'''

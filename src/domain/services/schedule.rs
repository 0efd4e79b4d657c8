use chrono::{Datelike, NaiveDate, NaiveTime};

use crate::domain::models::venue::{DaySchedule, WeekSchedule};
use crate::error::AppError;

/// Effective operating rules for one concrete day, with times parsed into
/// typed values. Produced by `resolve_day`; consumed by the conflict checker
/// and the slot generator.
#[derive(Debug, Clone)]
pub struct DayHours {
    pub open: NaiveTime,
    pub close: NaiveTime,
    pub arrival_order: bool,
    pub breaks: Vec<(NaiveTime, NaiveTime)>,
}

fn parse_hm(value: &str) -> Result<NaiveTime, AppError> {
    NaiveTime::parse_from_str(value, "%H:%M")
        .map_err(|_| AppError::Validation(format!("Invalid schedule time: {}", value)))
}

fn to_day_hours(day: &DaySchedule) -> Result<DayHours, AppError> {
    let open = parse_hm(&day.open)?;
    let close = parse_hm(&day.close)?;

    let mut breaks = Vec::with_capacity(day.breaks.len());
    for brk in &day.breaks {
        breaks.push((parse_hm(&brk.start)?, parse_hm(&brk.end)?));
    }

    Ok(DayHours {
        open,
        close,
        arrival_order: day.is_arrival_order,
        breaks,
    })
}

/// Merges venue and professional weekly hours into the effective schedule
/// for `date`. A professional entry for the weekday replaces the venue entry
/// entirely; with neither, or with `is_open` unset, the day is closed
/// (`None`).
pub fn resolve_day(
    venue_hours: &WeekSchedule,
    professional_hours: Option<&WeekSchedule>,
    date: NaiveDate,
) -> Result<Option<DayHours>, AppError> {
    let weekday = date.weekday();

    let day = professional_hours
        .and_then(|hours| hours.day(weekday))
        .or_else(|| venue_hours.day(weekday));

    match day {
        Some(day) if day.is_open => Ok(Some(to_day_hours(day)?)),
        _ => Ok(None),
    }
}

#[cfg(test)]
mod tests {
    use super::*;
    use crate::domain::models::venue::BreakWindow;

    fn open_day(open: &str, close: &str) -> DaySchedule {
        DaySchedule {
            open: open.to_string(),
            close: close.to_string(),
            is_open: true,
            is_arrival_order: false,
            breaks: vec![],
        }
    }

    fn venue_week() -> WeekSchedule {
        WeekSchedule {
            monday: Some(open_day("09:00", "18:00")),
            ..Default::default()
        }
    }

    // 2025-01-06 is a Monday.
    const MONDAY: &str = "2025-01-06";

    #[test]
    fn test_falls_back_to_venue_hours() {
        let date = MONDAY.parse().unwrap();
        let day = resolve_day(&venue_week(), None, date).unwrap().unwrap();
        assert_eq!(day.open, NaiveTime::from_hms_opt(9, 0, 0).unwrap());
        assert_eq!(day.close, NaiveTime::from_hms_opt(18, 0, 0).unwrap());
    }

    #[test]
    fn test_professional_entry_replaces_venue_entry() {
        let pro = WeekSchedule {
            monday: Some(open_day("14:00", "20:00")),
            ..Default::default()
        };
        let date = MONDAY.parse().unwrap();
        let day = resolve_day(&venue_week(), Some(&pro), date).unwrap().unwrap();
        assert_eq!(day.open, NaiveTime::from_hms_opt(14, 0, 0).unwrap());
    }

    #[test]
    fn test_professional_closed_day_wins_over_open_venue() {
        let pro = WeekSchedule {
            monday: Some(DaySchedule {
                is_open: false,
                ..open_day("09:00", "18:00")
            }),
            ..Default::default()
        };
        let date = MONDAY.parse().unwrap();
        assert!(resolve_day(&venue_week(), Some(&pro), date).unwrap().is_none());
    }

    #[test]
    fn test_missing_weekday_is_closed_not_an_error() {
        // Tuesday has no entry anywhere.
        let date: NaiveDate = "2025-01-07".parse().unwrap();
        assert!(resolve_day(&venue_week(), None, date).unwrap().is_none());
    }

    #[test]
    fn test_breaks_are_parsed() {
        let mut week = venue_week();
        week.monday.as_mut().unwrap().breaks = vec![BreakWindow {
            start: "12:00".to_string(),
            end: "13:00".to_string(),
        }];
        let date = MONDAY.parse().unwrap();
        let day = resolve_day(&week, None, date).unwrap().unwrap();
        assert_eq!(day.breaks.len(), 1);
        assert_eq!(day.breaks[0].0, NaiveTime::from_hms_opt(12, 0, 0).unwrap());
    }

    #[test]
    fn test_malformed_time_is_an_error() {
        let week = WeekSchedule {
            monday: Some(open_day("9am", "18:00")),
            ..Default::default()
        };
        let date: NaiveDate = MONDAY.parse().unwrap();
        assert!(resolve_day(&week, None, date).is_err());
    }
}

'''

**Task to carry out**:
Look through the entries above, and wherever a line holds the word "models", copy it.

**Problem solution**:
use crate::domain::models::venue::{DaySchedule, WeekSchedule};
    use crate::domain::models::venue::BreakWindow;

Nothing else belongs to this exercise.